● **WORK INSTRUCTIONS**: Gather all lines from the material that contain the word "ExportFormat".
(SOURCE INFORMATION begins)
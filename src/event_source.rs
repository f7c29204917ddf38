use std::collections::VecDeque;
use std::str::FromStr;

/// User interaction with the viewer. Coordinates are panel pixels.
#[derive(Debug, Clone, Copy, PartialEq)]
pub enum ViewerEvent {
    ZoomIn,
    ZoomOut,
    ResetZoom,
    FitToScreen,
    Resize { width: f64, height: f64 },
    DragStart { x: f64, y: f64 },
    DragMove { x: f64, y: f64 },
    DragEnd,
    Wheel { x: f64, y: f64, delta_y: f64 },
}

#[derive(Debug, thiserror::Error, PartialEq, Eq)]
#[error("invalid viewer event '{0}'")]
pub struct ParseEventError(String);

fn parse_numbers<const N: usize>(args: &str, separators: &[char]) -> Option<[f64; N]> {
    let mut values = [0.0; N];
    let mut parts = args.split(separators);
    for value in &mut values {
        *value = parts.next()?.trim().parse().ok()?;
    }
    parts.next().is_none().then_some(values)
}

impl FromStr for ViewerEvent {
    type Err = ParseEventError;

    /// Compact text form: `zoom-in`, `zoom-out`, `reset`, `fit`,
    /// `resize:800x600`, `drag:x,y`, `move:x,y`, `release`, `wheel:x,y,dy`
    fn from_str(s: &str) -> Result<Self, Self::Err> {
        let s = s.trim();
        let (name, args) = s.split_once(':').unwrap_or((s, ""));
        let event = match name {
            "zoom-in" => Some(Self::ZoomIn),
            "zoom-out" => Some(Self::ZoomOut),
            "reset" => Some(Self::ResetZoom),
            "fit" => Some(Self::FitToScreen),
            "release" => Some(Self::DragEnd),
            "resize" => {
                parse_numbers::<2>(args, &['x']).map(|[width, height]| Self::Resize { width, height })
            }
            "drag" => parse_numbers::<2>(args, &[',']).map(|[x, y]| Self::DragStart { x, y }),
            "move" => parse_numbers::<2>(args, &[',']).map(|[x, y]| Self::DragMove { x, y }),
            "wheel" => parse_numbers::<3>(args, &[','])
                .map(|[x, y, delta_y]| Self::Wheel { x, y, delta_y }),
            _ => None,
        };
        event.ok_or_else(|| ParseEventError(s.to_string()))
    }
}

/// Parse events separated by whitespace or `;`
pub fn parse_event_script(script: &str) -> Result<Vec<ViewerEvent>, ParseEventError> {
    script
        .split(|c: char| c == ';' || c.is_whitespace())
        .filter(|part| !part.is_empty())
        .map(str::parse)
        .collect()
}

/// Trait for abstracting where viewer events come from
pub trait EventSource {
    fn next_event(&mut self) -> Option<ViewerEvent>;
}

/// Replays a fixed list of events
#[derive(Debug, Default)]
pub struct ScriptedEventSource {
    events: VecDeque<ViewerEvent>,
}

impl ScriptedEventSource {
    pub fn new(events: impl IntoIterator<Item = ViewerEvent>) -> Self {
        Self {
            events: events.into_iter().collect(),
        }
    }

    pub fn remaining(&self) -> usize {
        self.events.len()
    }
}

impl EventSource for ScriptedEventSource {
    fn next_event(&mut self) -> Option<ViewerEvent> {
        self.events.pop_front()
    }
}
(SOURCE INFORMATION ends)
(SOURCE INFORMATION begins)
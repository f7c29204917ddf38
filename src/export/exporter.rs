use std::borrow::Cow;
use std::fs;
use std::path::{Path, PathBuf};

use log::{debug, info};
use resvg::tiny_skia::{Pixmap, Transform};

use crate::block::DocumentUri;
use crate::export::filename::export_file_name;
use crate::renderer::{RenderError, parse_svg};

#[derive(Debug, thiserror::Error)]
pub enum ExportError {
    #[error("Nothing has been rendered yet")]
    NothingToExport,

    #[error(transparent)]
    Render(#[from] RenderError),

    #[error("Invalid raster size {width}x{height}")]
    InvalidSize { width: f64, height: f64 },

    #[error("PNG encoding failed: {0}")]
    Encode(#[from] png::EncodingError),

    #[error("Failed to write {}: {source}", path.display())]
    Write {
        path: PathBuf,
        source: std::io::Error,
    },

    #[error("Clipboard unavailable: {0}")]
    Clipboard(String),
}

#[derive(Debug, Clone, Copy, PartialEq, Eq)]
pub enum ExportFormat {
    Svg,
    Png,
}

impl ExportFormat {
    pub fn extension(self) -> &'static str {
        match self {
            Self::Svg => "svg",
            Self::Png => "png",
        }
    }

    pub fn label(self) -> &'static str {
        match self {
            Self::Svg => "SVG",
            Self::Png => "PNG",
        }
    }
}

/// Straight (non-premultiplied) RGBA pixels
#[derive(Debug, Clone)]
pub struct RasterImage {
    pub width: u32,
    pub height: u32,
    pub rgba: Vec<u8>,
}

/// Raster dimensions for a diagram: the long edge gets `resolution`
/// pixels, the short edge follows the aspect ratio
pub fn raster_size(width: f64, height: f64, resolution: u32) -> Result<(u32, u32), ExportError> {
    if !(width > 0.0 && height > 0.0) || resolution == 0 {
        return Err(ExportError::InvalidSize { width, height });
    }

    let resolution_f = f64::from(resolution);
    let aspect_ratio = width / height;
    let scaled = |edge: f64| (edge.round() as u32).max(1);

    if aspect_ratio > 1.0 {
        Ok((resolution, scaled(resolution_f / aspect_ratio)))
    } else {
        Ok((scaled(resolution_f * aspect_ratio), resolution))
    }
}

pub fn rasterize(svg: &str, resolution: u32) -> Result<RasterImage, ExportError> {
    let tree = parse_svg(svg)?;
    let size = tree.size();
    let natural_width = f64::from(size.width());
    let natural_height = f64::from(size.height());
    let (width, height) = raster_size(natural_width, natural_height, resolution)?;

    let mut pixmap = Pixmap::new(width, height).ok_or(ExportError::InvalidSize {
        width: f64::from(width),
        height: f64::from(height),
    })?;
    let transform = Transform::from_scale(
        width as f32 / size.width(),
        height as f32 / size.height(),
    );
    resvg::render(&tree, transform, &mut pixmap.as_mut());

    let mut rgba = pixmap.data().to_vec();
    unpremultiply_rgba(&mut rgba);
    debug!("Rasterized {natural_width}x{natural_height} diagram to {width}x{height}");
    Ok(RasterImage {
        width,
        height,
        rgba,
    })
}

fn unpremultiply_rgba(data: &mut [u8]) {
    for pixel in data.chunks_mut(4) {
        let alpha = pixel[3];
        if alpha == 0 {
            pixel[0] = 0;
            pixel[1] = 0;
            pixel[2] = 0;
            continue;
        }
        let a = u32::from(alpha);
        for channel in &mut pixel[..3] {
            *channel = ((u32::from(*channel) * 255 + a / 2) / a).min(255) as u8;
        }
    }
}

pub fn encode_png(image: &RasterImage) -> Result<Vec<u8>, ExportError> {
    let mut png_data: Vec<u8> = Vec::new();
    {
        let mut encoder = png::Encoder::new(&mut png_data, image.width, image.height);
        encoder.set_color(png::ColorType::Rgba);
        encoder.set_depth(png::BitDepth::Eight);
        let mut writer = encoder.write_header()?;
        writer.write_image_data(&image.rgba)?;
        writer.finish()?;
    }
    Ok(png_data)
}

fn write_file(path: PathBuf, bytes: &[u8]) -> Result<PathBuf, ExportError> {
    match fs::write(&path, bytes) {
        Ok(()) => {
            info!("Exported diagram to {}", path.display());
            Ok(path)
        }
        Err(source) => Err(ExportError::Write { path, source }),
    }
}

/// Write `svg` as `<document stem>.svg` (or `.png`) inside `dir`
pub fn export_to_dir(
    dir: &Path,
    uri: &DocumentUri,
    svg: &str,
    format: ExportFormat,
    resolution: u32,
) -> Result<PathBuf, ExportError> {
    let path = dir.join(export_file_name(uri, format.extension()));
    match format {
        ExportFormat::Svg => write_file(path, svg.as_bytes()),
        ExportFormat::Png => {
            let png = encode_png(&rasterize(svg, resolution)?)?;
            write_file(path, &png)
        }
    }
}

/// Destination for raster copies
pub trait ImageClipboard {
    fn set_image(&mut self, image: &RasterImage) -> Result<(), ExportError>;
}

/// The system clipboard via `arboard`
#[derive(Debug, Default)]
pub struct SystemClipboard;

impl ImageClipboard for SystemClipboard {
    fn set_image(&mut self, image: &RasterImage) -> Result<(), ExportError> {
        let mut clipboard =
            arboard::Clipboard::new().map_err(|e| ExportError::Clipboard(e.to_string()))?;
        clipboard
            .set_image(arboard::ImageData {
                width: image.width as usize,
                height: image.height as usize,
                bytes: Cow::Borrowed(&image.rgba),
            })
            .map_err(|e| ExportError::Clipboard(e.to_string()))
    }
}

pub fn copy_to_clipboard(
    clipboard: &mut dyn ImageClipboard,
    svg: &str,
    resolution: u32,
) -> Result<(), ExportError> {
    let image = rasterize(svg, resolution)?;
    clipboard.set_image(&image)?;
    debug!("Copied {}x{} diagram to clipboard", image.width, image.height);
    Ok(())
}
(SOURCE INFORMATION ends)
● **RESPONSE AREA**:
pub enum ExportFormat {
impl ExportFormat {
    format: ExportFormat,
        ExportFormat::Svg => write_file(path, svg.as_bytes()),
        ExportFormat::Png => {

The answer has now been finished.